“My name is Paige Winters.”
“It’s nice to meet you, Paige Winters.” The corners of his mouth curved into a sexy smile. “Tell me about yourself.”
“What do you want to know?” I asked.
“Where did you grow up?”
“I’m from Virginia.”
“Do your parents still live there?” His finger softly stroked my arm.
“My parents were killed when I was twelve years old in a car accident.”
If I were going to do this, I needed to tell him everything. It’ll be okay, I kept telling myself.
“I’m sorry for your loss. That must have been hard.”
“It wasn’t until I found out the truth,” I said.
“What do you mean?” His brows furrowed.
“After the crash, I woke up in a facility called Hearthstone. The doctors wore white coats and spoke in hushed tones. They told me I was in the car with my grandparents, not my parents, when the crash happened, and that my brain injury made me the perfect candidate.”
“The perfect candidate for what?” he asked.
“For their experiment.” I turned my wrist and showed him the small scar. “They implanted neural transmitters, rewired my brain receptors, and enhanced my reflexes. They called it cognitive restructuring. The doctors told me they didn’t have a choice, or I would have died. I had memories of my life before the accident. Memories that weren’t real and implanted into my brain. Only I didn’t know that at the time. I believed I was Victoria Pollack, and I lived with my parents, Geneva and Harold Pollack. But it never felt right. I didn’t feel anything toward them.
Three days a week, a black SUV with tinted windows would pull up to the house to take me to Hearthstone. The two men in dark suits would escort me down the hallway, lit by fluorescent lights, to a playroom with one-way glass. It started out by assembling puzzles blindfolded. I can still hear Dr. Moretti’s voice inside my head. ‘Subject shows remarkable progress.’ Then he’d squeeze my shoulder and tell me that my brain was healing beautifully.”
“My God, Paige.”
“After a while, they stepped up their training. They’d have me solve impossible puzzles, memorize faces and floor plans, and assemble and disassemble firearms in record time. ‘You’re not like the others, Victoria. What you can do—it’s a gift,’ Dr. Moretti would say. Then the physical training started once my body was fully healed from the accident. Various forms of martial arts, every morning starting at four a.m. I’d train until eight o’clock, eat breakfast, and then attend school for six hoursat the dining room table with Geneva as my homeschool teacher. It wasn’t your typical middle school experience. While other kids were at public school learning mathematics and biology and taking cooking classes, I was studying cartel hierarchies and memorizing the structures of terrorist cells. Harold and Geneva called it ‘practical education.’ They said the world wasn’t all sunshine and unicorns. They wanted me to understand and learn the world’s darkest corners. By the time I was fifteen, I could spot a potential security threat in a crowded room in seconds. I could tell you who was a threat, which exits to take, and who was hiding weapons under their clothes. When I turned sixteen, they put all my training to the test.”

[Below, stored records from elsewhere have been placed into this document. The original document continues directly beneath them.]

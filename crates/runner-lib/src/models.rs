//! Core data models for the experiment runner

use chrono::{DateTime, Utc};
use serde::{Deserialize, Serialize};

/// Bytes per sector as reported by /proc/diskstats
pub const SECTOR_SIZE_BYTES: u64 = 512;

/// Point-in-time read of cumulative block-device counters
#[derive(Debug, Clone, PartialEq, Eq, Serialize, Deserialize)]
pub struct CounterSnapshot {
    pub device: String,
    pub timestamp: DateTime<Utc>,
    pub reads: u64,
    pub writes: u64,
    pub sectors_read: u64,
    pub sectors_written: u64,
}

/// Difference between two counter snapshots of the same device.
///
/// Fields are signed so a counter that went backwards stays visible
/// instead of being clamped away.
#[derive(Debug, Clone, Copy, PartialEq, Eq, Serialize, Deserialize)]
pub struct CounterDelta {
    pub reads_delta: i64,
    pub writes_delta: i64,
    pub sectors_written_delta: i64,
}

impl CounterDelta {
    /// Bytes written over the window, zero if the sector counter wrapped
    pub fn bytes_written(&self) -> u64 {
        u64::try_from(self.sectors_written_delta).unwrap_or(0) * SECTOR_SIZE_BYTES
    }

    /// Whether every component is non-negative
    pub fn is_monotonic(&self) -> bool {
        self.reads_delta >= 0 && self.writes_delta >= 0 && self.sectors_written_delta >= 0
    }
}

/// Warning raised while diffing counters
#[derive(Debug, Clone, PartialEq, Eq, Serialize, Deserialize)]
#[serde(tag = "type", rename_all = "snake_case")]
pub enum CounterWarning {
    CounterWraparound {
        counter: String,
        initial: u64,
        r#final: u64,
    },
}

impl std::fmt::Display for CounterWarning {
    fn fmt(&self, f: &mut std::fmt::Formatter<'_>) -> std::fmt::Result {
        match self {
            CounterWarning::CounterWraparound {
                counter,
                initial,
                r#final,
            } => write!(
                f,
                "counter '{}' went backwards ({} -> {})",
                counter, initial, r#final
            ),
        }
    }
}

/// What a canonical metric measures
#[derive(Debug, Clone, Copy, PartialEq, Eq, Hash, PartialOrd, Ord, Serialize, Deserialize)]
#[serde(rename_all = "snake_case")]
pub enum MetricKind {
    BytesWritten,
    EnergyJoules,
    OpCount,
}

impl MetricKind {
    /// The fixed canonical unit for this kind
    pub fn unit(&self) -> CanonicalUnit {
        match self {
            MetricKind::BytesWritten => CanonicalUnit::Bytes,
            MetricKind::EnergyJoules => CanonicalUnit::Joules,
            MetricKind::OpCount => CanonicalUnit::Operations,
        }
    }
}

impl std::fmt::Display for MetricKind {
    fn fmt(&self, f: &mut std::fmt::Formatter<'_>) -> std::fmt::Result {
        match self {
            MetricKind::BytesWritten => write!(f, "bytes_written"),
            MetricKind::EnergyJoules => write!(f, "energy"),
            MetricKind::OpCount => write!(f, "op_count"),
        }
    }
}

#[derive(Debug, Clone, Copy, PartialEq, Eq, Serialize, Deserialize)]
#[serde(rename_all = "lowercase")]
pub enum CanonicalUnit {
    Bytes,
    Joules,
    Operations,
}

impl std::fmt::Display for CanonicalUnit {
    fn fmt(&self, f: &mut std::fmt::Formatter<'_>) -> std::fmt::Result {
        match self {
            CanonicalUnit::Bytes => write!(f, "B"),
            CanonicalUnit::Joules => write!(f, "J"),
            CanonicalUnit::Operations => write!(f, "ops"),
        }
    }
}

/// Wall-clock interval a metric covers
#[derive(Debug, Clone, Copy, PartialEq, Eq, Serialize, Deserialize)]
pub struct TimeWindow {
    pub start: DateTime<Utc>,
    pub end: DateTime<Utc>,
}

/// A unit-normalized measurement comparable across sources
#[derive(Debug, Clone, PartialEq, Serialize, Deserialize)]
pub struct CanonicalMetric {
    pub source: String,
    pub kind: MetricKind,
    pub value: f64,
    pub unit: CanonicalUnit,
    #[serde(skip_serializing_if = "Option::is_none")]
    pub window: Option<TimeWindow>,
}

impl CanonicalMetric {
    pub fn new(source: impl Into<String>, kind: MetricKind, value: f64) -> Self {
        Self {
            source: source.into(),
            kind,
            value,
            unit: kind.unit(),
            window: None,
        }
    }

    pub fn with_window(mut self, window: TimeWindow) -> Self {
        self.window = Some(window);
        self
    }
}

#[cfg(test)]
mod tests {
    use super::*;

    #[test]
    fn test_metric_unit_follows_kind() {
        let metric = CanonicalMetric::new("pidstat", MetricKind::BytesWritten, 1024.0);
        assert_eq!(metric.unit, CanonicalUnit::Bytes);

        let metric = CanonicalMetric::new("scaphandre_host", MetricKind::EnergyJoules, 3600.0);
        assert_eq!(metric.unit, CanonicalUnit::Joules);
    }

    #[test]
    fn test_delta_bytes_written() {
        let delta = CounterDelta {
            reads_delta: 10,
            writes_delta: 400,
            sectors_written_delta: 2048,
        };
        assert_eq!(delta.bytes_written(), 1_048_576);
        assert!(delta.is_monotonic());

        let wrapped = CounterDelta {
            sectors_written_delta: -5,
            ..delta
        };
        assert_eq!(wrapped.bytes_written(), 0);
        assert!(!wrapped.is_monotonic());
    }
}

“How do you mean?” he asked.
“I was sent to Colombia to take out a well-known cartel that was secretly selling arms to the Russian government.”
“Who sent you?”
“Hearthstone.”
“What and who exactly is Hearthstone?” Parker asked.
“They’re a top-secret high-level black ops security division working outside of the CIA.”
“You’re CIA?” he asked.
“Ex-CIA. As far as they're concerned, they succeeded in killing Victoria Pollack.”
“They think you’re dead?”
“Yeah. And it needs to stay that way until I get every single one of them at the top for what they’ve done.”
“How long have you supposedly been dead?”
“Three years.”
“Why the hell would they want to kill you after what they did to you?” He sat up, his back resting against the headboard.